Mit seiner 1982 erschienenen Studie "Das gesellige Jahrhundert" ist Ulrich Im Hof zweifellos ein Klassiker gelungen. Immer wieder zitieren ihn die Autoren dieser Aufsatzsammlung, und auch in der Einleitung wird das Zeitalter in seinem Sinne konzeptualisiert. Sowohl in quantitativer wie qualitativer Hinsicht steht es für die Herausgeber "außer Frage, daß keine Epoche zuvor dem 18. Jahrhundert diesen Rang streitig machen kann" (2). Eine längerfristig-vergleichende Beweisführung erfolgt allerdings nicht, obschon die jüngere Forschung auch für andere Epochen - etwa das gesellschaftlich weniger polarisierte Spätmittelalter - eine große Vielfalt von originellen Soziabilitätsformen mit politisch relevanten Implikationen herausgearbeitet hat. [1]
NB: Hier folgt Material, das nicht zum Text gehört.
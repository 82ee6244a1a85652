//! Login collaborator seams.
//!
//! Browser automation (navigation, human-like clicking, CAPTCHA and
//! consent handling) lives behind these traits. The engine only sees an
//! opaque session that either yields a bearer token or fails.

use async_trait::async_trait;

use opal_models::Credential;

use crate::error::SessionError;

/// Opens isolated login sessions, one per credential identity.
#[async_trait]
pub trait LoginProvider: Send + Sync {
    /// Open a browser session scoped to this credential's profile.
    ///
    /// [`SessionError::ProfileLocked`] signals that the underlying profile
    /// directory is held by a concurrent process; the harvester retries
    /// that case with a bounded local retry. Any other error fails the
    /// current rotation turn only.
    async fn open_session(
        &self,
        credential: &Credential,
    ) -> Result<Box<dyn LoginSession>, SessionError>;
}

/// One live login session.
///
/// May take tens of seconds and perform arbitrary internal retries and
/// interactions; the engine only observes the final token or the failure.
#[async_trait]
pub trait LoginSession: Send {
    /// Perform the login and extract the bearer token.
    async fn login(&mut self) -> Result<String, SessionError>;

    /// Tear the session down. Called unconditionally, success or failure.
    async fn close(self: Box<Self>);
}
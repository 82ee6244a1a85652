//! Pool crate error types.

use thiserror::Error;

pub type PoolResult<T> = Result<T, PoolError>;

#[derive(Debug, Error)]
pub enum PoolError {
    #[error("checkpoint persist failed: {0}")]
    CheckpointPersist(String),

    #[error("JSON error: {0}")]
    Json(#[from] serde_json::Error),

    #[error("IO error: {0}")]
    Io(#[from] std::io::Error),
}

impl PoolError {
    pub fn checkpoint_persist(msg: impl Into<String>) -> Self {
        Self::CheckpointPersist(msg.into())
    }
}
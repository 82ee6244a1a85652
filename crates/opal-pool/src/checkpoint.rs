//! Rotation checkpoint persistence.

use std::io::Write;
use std::path::{Path, PathBuf};
use std::sync::Mutex;

use tracing::debug;

use opal_models::RotationCheckpoint;

use crate::error::{PoolError, PoolResult};

/// Persistence seam for the harvester's rotation index.
///
/// Single-writer: only the harvester loop ever saves, so last-write-wins
/// semantics are sufficient and no transactional guarantees are needed.
pub trait CheckpointStore: Send + Sync {
    /// Load the stored checkpoint, `None` when none was ever saved.
    fn load(&self) -> PoolResult<Option<RotationCheckpoint>>;

    /// Persist the checkpoint.
    fn save(&self, checkpoint: &RotationCheckpoint) -> PoolResult<()>;
}

/// JSON file checkpoint store with atomic writes.
///
/// Saves go through a temp file in the same directory followed by a rename,
/// so a crash mid-write can never leave a corrupt checkpoint behind.
pub struct FileCheckpointStore {
    path: PathBuf,
}

impl FileCheckpointStore {
    pub fn new(path: impl Into<PathBuf>) -> Self {
        Self { path: path.into() }
    }

    pub fn path(&self) -> &Path {
        &self.path
    }
}

impl CheckpointStore for FileCheckpointStore {
    fn load(&self) -> PoolResult<Option<RotationCheckpoint>> {
        let data = match std::fs::read_to_string(&self.path) {
            Ok(data) => data,
            Err(e) if e.kind() == std::io::ErrorKind::NotFound => return Ok(None),
            Err(e) => return Err(e.into()),
        };
        let checkpoint = serde_json::from_str(&data)?;
        Ok(Some(checkpoint))
    }

    fn save(&self, checkpoint: &RotationCheckpoint) -> PoolResult<()> {
        let parent = self.path.parent().unwrap_or_else(|| Path::new("."));
        std::fs::create_dir_all(parent)?;

        let mut tmp = tempfile::NamedTempFile::new_in(parent)?;
        serde_json::to_writer(&mut tmp, checkpoint)?;
        tmp.flush()?;
        tmp.persist(&self.path)
            .map_err(|e| PoolError::checkpoint_persist(e.to_string()))?;

        debug!(index = checkpoint.last_account_index, path = %self.path.display(), "checkpoint saved");
        Ok(())
    }
}

/// In-memory checkpoint store for tests and ephemeral runs.
#[derive(Default)]
pub struct MemoryCheckpointStore {
    inner: Mutex<Option<RotationCheckpoint>>,
}

impl MemoryCheckpointStore {
    pub fn new() -> Self {
        Self::default()
    }

    /// Seed the store with an existing checkpoint.
    pub fn with_checkpoint(checkpoint: RotationCheckpoint) -> Self {
        Self {
            inner: Mutex::new(Some(checkpoint)),
        }
    }
}

impl CheckpointStore for MemoryCheckpointStore {
    fn load(&self) -> PoolResult<Option<RotationCheckpoint>> {
        Ok(*self.inner.lock().unwrap_or_else(|e| e.into_inner()))
    }

    fn save(&self, checkpoint: &RotationCheckpoint) -> PoolResult<()> {
        *self.inner.lock().unwrap_or_else(|e| e.into_inner()) = Some(*checkpoint);
        Ok(())
    }
}
//! Generation collaborator seam.

use std::path::PathBuf;

use async_trait::async_trait;

use opal_models::{GenerationJob, GenerationSettings, TokenEntry};

use crate::error::GenerateError;

/// A finished, downloaded generation.
#[derive(Debug, Clone, PartialEq, Eq)]
pub struct GeneratedVideo {
    /// Where the collaborator downloaded the result to
    pub path: PathBuf,
}

/// Requests one video generation and downloads the result.
///
/// The HTTP plumbing is opaque to the engine; what matters is the error
/// contract: failures must arrive as a classified
/// [`GenerateError`], so the worker's retry/discard decision is a pure
/// match on the kind instead of a substring search. Collaborators that
/// only have message text can build one via
/// [`GenerateError::from_message`].
#[async_trait]
pub trait Generator: Send + Sync {
    async fn generate(
        &self,
        token: &TokenEntry,
        job: &GenerationJob,
        settings: &GenerationSettings,
    ) -> Result<GeneratedVideo, GenerateError>;
}
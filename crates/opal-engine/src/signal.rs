//! Cooperative stop signal.

use tokio::sync::watch;

/// Shared cooperative cancellation signal.
///
/// Passed explicitly into every loop; there is no process-global stop
/// state, so independent batch runs cannot interfere with each other.
/// Loops check it at iteration boundaries only: an in-flight collaborator
/// call is never aborted, the next iteration simply does not start.
#[derive(Clone)]
pub struct StopSignal {
    tx: watch::Sender<bool>,
}

impl StopSignal {
    /// Create a new, untriggered signal.
    pub fn new() -> Self {
        let (tx, _) = watch::channel(false);
        Self { tx }
    }

    /// Raise the stop signal. Idempotent.
    pub fn trigger(&self) {
        self.tx.send_replace(true);
    }

    /// Snapshot check, used at loop-iteration boundaries.
    pub fn is_stopped(&self) -> bool {
        *self.tx.borrow()
    }

    /// Resolve once the signal has been raised.
    ///
    /// Usable in `tokio::select!` against a blocking acquisition so a
    /// worker parked on an empty pool still observes the stop.
    pub async fn stopped(&self) {
        let mut rx = self.tx.subscribe();
        // Outcome irrelevant: the channel can only close when this signal
        // is dropped, and we hold a sender.
        let _ = rx.wait_for(|stopped| *stopped).await;
    }
}

impl Default for StopSignal {
    fn default() -> Self {
        Self::new()
    }
}
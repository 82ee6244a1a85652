//! Engine configuration.

use std::time::Duration;

/// Engine configuration.
///
/// `concurrency` is the number of generation workers; there is no enforced
/// upper bound, useful tokens are the real limiter.
#[derive(Debug, Clone)]
pub struct EngineConfig {
    /// Number of concurrent generation workers
    pub concurrency: usize,
    /// Terminal failure ceiling: a job failing this many times is marked
    /// failed instead of requeued
    pub max_attempts: u32,
    /// Bounded retries when the browser profile is locked by another process
    pub session_retry_attempts: u32,
    /// Delay between profile-lock retries
    pub session_retry_delay: Duration,
    /// Settle delay after tearing a session down, lets OS file locks clear
    pub settle_delay: Duration,
}

impl Default for EngineConfig {
    fn default() -> Self {
        Self {
            concurrency: 2,
            max_attempts: 5,
            session_retry_attempts: 3,
            session_retry_delay: Duration::from_secs(2),
            settle_delay: Duration::from_millis(1500),
        }
    }
}

impl EngineConfig {
    /// Create config from environment variables.
    pub fn from_env() -> Self {
        Self {
            concurrency: std::env::var("OPAL_CONCURRENCY")
                .ok()
                .and_then(|s| s.parse().ok())
                .unwrap_or(2),
            max_attempts: std::env::var("OPAL_MAX_ATTEMPTS")
                .ok()
                .and_then(|s| s.parse().ok())
                .unwrap_or(5),
            session_retry_attempts: std::env::var("OPAL_SESSION_RETRIES")
                .ok()
                .and_then(|s| s.parse().ok())
                .unwrap_or(3),
            session_retry_delay: Duration::from_millis(
                std::env::var("OPAL_SESSION_RETRY_DELAY_MS")
                    .ok()
                    .and_then(|s| s.parse().ok())
                    .unwrap_or(2000),
            ),
            settle_delay: Duration::from_millis(
                std::env::var("OPAL_SETTLE_DELAY_MS")
                    .ok()
                    .and_then(|s| s.parse().ok())
                    .unwrap_or(1500),
            ),
        }
    }

    /// Set the worker count.
    pub fn with_concurrency(mut self, concurrency: usize) -> Self {
        self.concurrency = concurrency;
        self
    }

    /// Set the per-job attempt ceiling.
    pub fn with_max_attempts(mut self, max_attempts: u32) -> Self {
        self.max_attempts = max_attempts;
        self
    }
}
//! In-memory rendezvous structures for the Opalgen generation engine.
//!
//! This crate provides:
//! - [`TokenPool`]: the mailbox connecting the token harvester to the
//!   generation workers, with FIFO entries and FIFO blocked waiters
//! - [`JobQueue`]: an ordered job list with front-of-queue retry insertion
//! - [`CheckpointStore`]: persistence for the harvester's rotation index

pub mod checkpoint;
pub mod error;
pub mod pool;
pub mod queue;

pub use checkpoint::{CheckpointStore, FileCheckpointStore, MemoryCheckpointStore};
pub use error::{PoolError, PoolResult};
pub use pool::TokenPool;
pub use queue::JobQueue;
use crate::error::ServiceResult;
use crate::ipc::error::respond;
use crate::ipc::params::{self, STAFF};
use crate::ipc::types::{AppState, Request};
use crate::model::ChecklistTemplateDto;
use crate::service::template::{self, NewTemplate};

fn create(state: &AppState, req: &Request) -> ServiceResult<ChecklistTemplateDto> {
    let conn = params::conn(state)?;
    let principal = params::authorize(req, STAFF)?;
    let input = NewTemplate {
        name: params::string(req, "name")?,
        period_id: params::uuid(req, "periodId")?,
    };
    template::create(conn, &principal, &input)
}

fn get(state: &AppState, req: &Request) -> ServiceResult<ChecklistTemplateDto> {
    let conn = params::conn(state)?;
    let principal = params::authorize(req, STAFF)?;
    let template_id = params::uuid(req, "templateId")?;
    template::get(conn, &template_id, &principal.institution_id)
}

fn list(state: &AppState, req: &Request) -> ServiceResult<serde_json::Value> {
    let conn = params::conn(state)?;
    let principal = params::authorize(req, STAFF)?;
    let templates =
        template::list_for_teacher(conn, &principal.user_id, &principal.institution_id)?;
    Ok(serde_json::json!({ "templates": templates }))
}

pub fn try_handle(state: &mut AppState, req: &Request) -> Option<serde_json::Value> {
    let resp = match req.method.as_str() {
        "templates.create" => respond(&req.id, create(state, req)),
        "templates.get" => respond(&req.id, get(state, req)),
        "templates.list" => respond(&req.id, list(state, req)),
        _ => return None,
    };
    Some(resp)
}
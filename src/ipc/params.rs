use rusqlite::Connection;
use serde::de::DeserializeOwned;

use crate::error::{ServiceError, ServiceResult};
use crate::ipc::types::{AppState, Request};
use crate::model::{Principal, Role};

pub const STAFF: &[Role] = &[Role::AreaLead, Role::Teacher];
pub const AREA_LEAD: &[Role] = &[Role::AreaLead];
pub const ANY_ROLE: &[Role] = &[];

pub fn conn(state: &AppState) -> ServiceResult<&Connection> {
    state.db.as_ref().ok_or(ServiceError::NoWorkspace)
}

/// Resolve the caller and check their role. An empty `allowed` admits any role.
pub fn authorize(req: &Request, allowed: &[Role]) -> ServiceResult<Principal> {
    let Some(raw) = req.principal.as_ref() else {
        return Err(ServiceError::Unauthorized);
    };
    let principal: Principal =
        serde_json::from_value(raw.clone()).map_err(|_| ServiceError::Unauthorized)?;
    if principal.user_id.trim().is_empty() || principal.institution_id.trim().is_empty() {
        return Err(ServiceError::Unauthorized);
    }
    if !allowed.is_empty() && !allowed.contains(&principal.role) {
        return Err(ServiceError::Forbidden {
            role: principal.role.as_str(),
        });
    }
    Ok(principal)
}

pub fn opt_str<'a>(req: &'a Request, key: &str) -> Option<&'a str> {
    req.params.get(key).and_then(|v| v.as_str())
}

pub fn string(req: &Request, key: &str) -> ServiceResult<String> {
    opt_str(req, key)
        .map(str::to_string)
        .ok_or_else(|| ServiceError::validation(format!("missing params.{key}")))
}

pub fn check_uuid(key: &str, raw: &str) -> ServiceResult<String> {
    uuid::Uuid::parse_str(raw)
        .map(|_| raw.to_string())
        .map_err(|_| ServiceError::validation(format!("params.{key} must be a UUID")))
}

pub fn uuid(req: &Request, key: &str) -> ServiceResult<String> {
    let raw = string(req, key)?;
    check_uuid(key, &raw)
}

pub fn opt_uuid(req: &Request, key: &str) -> ServiceResult<Option<String>> {
    match req.params.get(key) {
        None | Some(serde_json::Value::Null) => Ok(None),
        Some(serde_json::Value::String(raw)) => check_uuid(key, raw).map(Some),
        Some(_) => Err(ServiceError::validation(format!(
            "params.{key} must be a string"
        ))),
    }
}

/// Deserialize a structured payload (the whole params object, or one field).
pub fn parse<T: DeserializeOwned>(value: &serde_json::Value, what: &str) -> ServiceResult<T> {
    serde_json::from_value(value.clone())
        .map_err(|e| ServiceError::validation(format!("invalid {what}: {e}")))
}
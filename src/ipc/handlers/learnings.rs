use crate::error::ServiceResult;
use crate::ipc::error::respond;
use crate::ipc::params::{self, ANY_ROLE, AREA_LEAD};
use crate::ipc::types::{AppState, Request};
use crate::model::ExpectedLearning;
use crate::service::learnings::{self, LearningPatch, NewLearning};
use crate::store::learnings::LearningFilter;

fn create(state: &AppState, req: &Request) -> ServiceResult<ExpectedLearning> {
    let conn = params::conn(state)?;
    let principal = params::authorize(req, AREA_LEAD)?;
    params::uuid(req, "subjectId")?;
    params::uuid(req, "periodId")?;
    let input: NewLearning = params::parse(&req.params, "learning")?;
    learnings::create(conn, &principal, &input)
}

fn list(state: &AppState, req: &Request) -> ServiceResult<serde_json::Value> {
    let conn = params::conn(state)?;
    let principal = params::authorize(req, ANY_ROLE)?;
    let filter = LearningFilter {
        period_id: params::opt_uuid(req, "periodId")?,
        subject_id: params::opt_uuid(req, "subjectId")?,
    };
    let rows = learnings::list(conn, &principal.institution_id, &filter)?;
    Ok(serde_json::json!({ "learnings": rows }))
}

fn update(state: &AppState, req: &Request) -> ServiceResult<ExpectedLearning> {
    let conn = params::conn(state)?;
    let principal = params::authorize(req, AREA_LEAD)?;
    let learning_id = params::uuid(req, "learningId")?;
    let raw = req.params.get("patch").cloned().unwrap_or_default();
    let patch: LearningPatch = if raw.is_null() {
        LearningPatch::default()
    } else {
        params::parse(&raw, "patch")?
    };
    if let Some(s) = patch.subject_id.as_deref() {
        params::check_uuid("patch.subjectId", s)?;
    }
    if let Some(p) = patch.period_id.as_deref() {
        params::check_uuid("patch.periodId", p)?;
    }
    learnings::update(conn, &learning_id, &principal.institution_id, &patch)
}

fn delete(state: &AppState, req: &Request) -> ServiceResult<serde_json::Value> {
    let conn = params::conn(state)?;
    let principal = params::authorize(req, AREA_LEAD)?;
    let learning_id = params::uuid(req, "learningId")?;
    learnings::delete(conn, &learning_id, &principal.institution_id)?;
    Ok(serde_json::json!({ "ok": true }))
}

pub fn try_handle(state: &mut AppState, req: &Request) -> Option<serde_json::Value> {
    let resp = match req.method.as_str() {
        "learnings.create" => respond(&req.id, create(state, req)),
        "learnings.list" => respond(&req.id, list(state, req)),
        "learnings.update" => respond(&req.id, update(state, req)),
        "learnings.delete" => respond(&req.id, delete(state, req)),
        _ => return None,
    };
    Some(resp)
}
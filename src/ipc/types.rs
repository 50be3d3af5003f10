use std::path::PathBuf;

use rusqlite::Connection;
use serde::Deserialize;

#[derive(Debug, Deserialize, Clone)]
pub struct Request {
    pub id: String,
    pub method: String,
    #[serde(default)]
    pub params: serde_json::Value,
    /// Authenticated caller, parsed per handler. Malformed means `unauthorized`.
    #[serde(default)]
    pub principal: Option<serde_json::Value>,
}

pub struct AppState {
    pub workspace: Option<PathBuf>,
    pub db: Option<Connection>,
}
Zu besprechen sind zwei Dutzend Aufsätze in neun etwas willkürlich zusammengestellten Sektionen. Knappe, eher impressionistische Skizzen stehen neben empirisch gesättigten, fast fünfzigseitigen Abhandlungen. Minimal ist leider das Dienstleistungsangebot: über die Autoren erfährt man nichts, es gibt weder ein Register noch ein Abbildungsverzeichnis, und auch nach zusammenfassenden, wertenden Ausführungen sucht man vergeblich. Diesbezüglich dürften sich mit der Region, Epoche oder Thematik weniger vertraute Leserinnen und Leser ziemlich allein gelassen fühlen. Angesichts des stattlichen Bandumfanges mag ganz einfach kein Platz mehr vorhanden gewesen sein, man darf sich aber fragen, ob eine etwas selektivere Auswahl möglich gewesen wäre. War es essenziell, bereits anderswo erschienene Aufsätze nochmals zu publizieren (Helga Brandes, "Die Oldenburger 'Literarische Damen-Gesellschaft' um 1800") oder einen vor über vierzig Jahren gehaltenen Vortrag (Paul Raabe, "Die Gesellschaft der Freien Männer. Ein Freundschaftsbund in Jena 1794-1799") aufzunehmen? Musste den "klassischen" Sozietäten nochmals so viel Platz eingeräumt werden? Hätten regional oder konzeptionell schärfer definierte Kriterien zur Anwendung kommen können?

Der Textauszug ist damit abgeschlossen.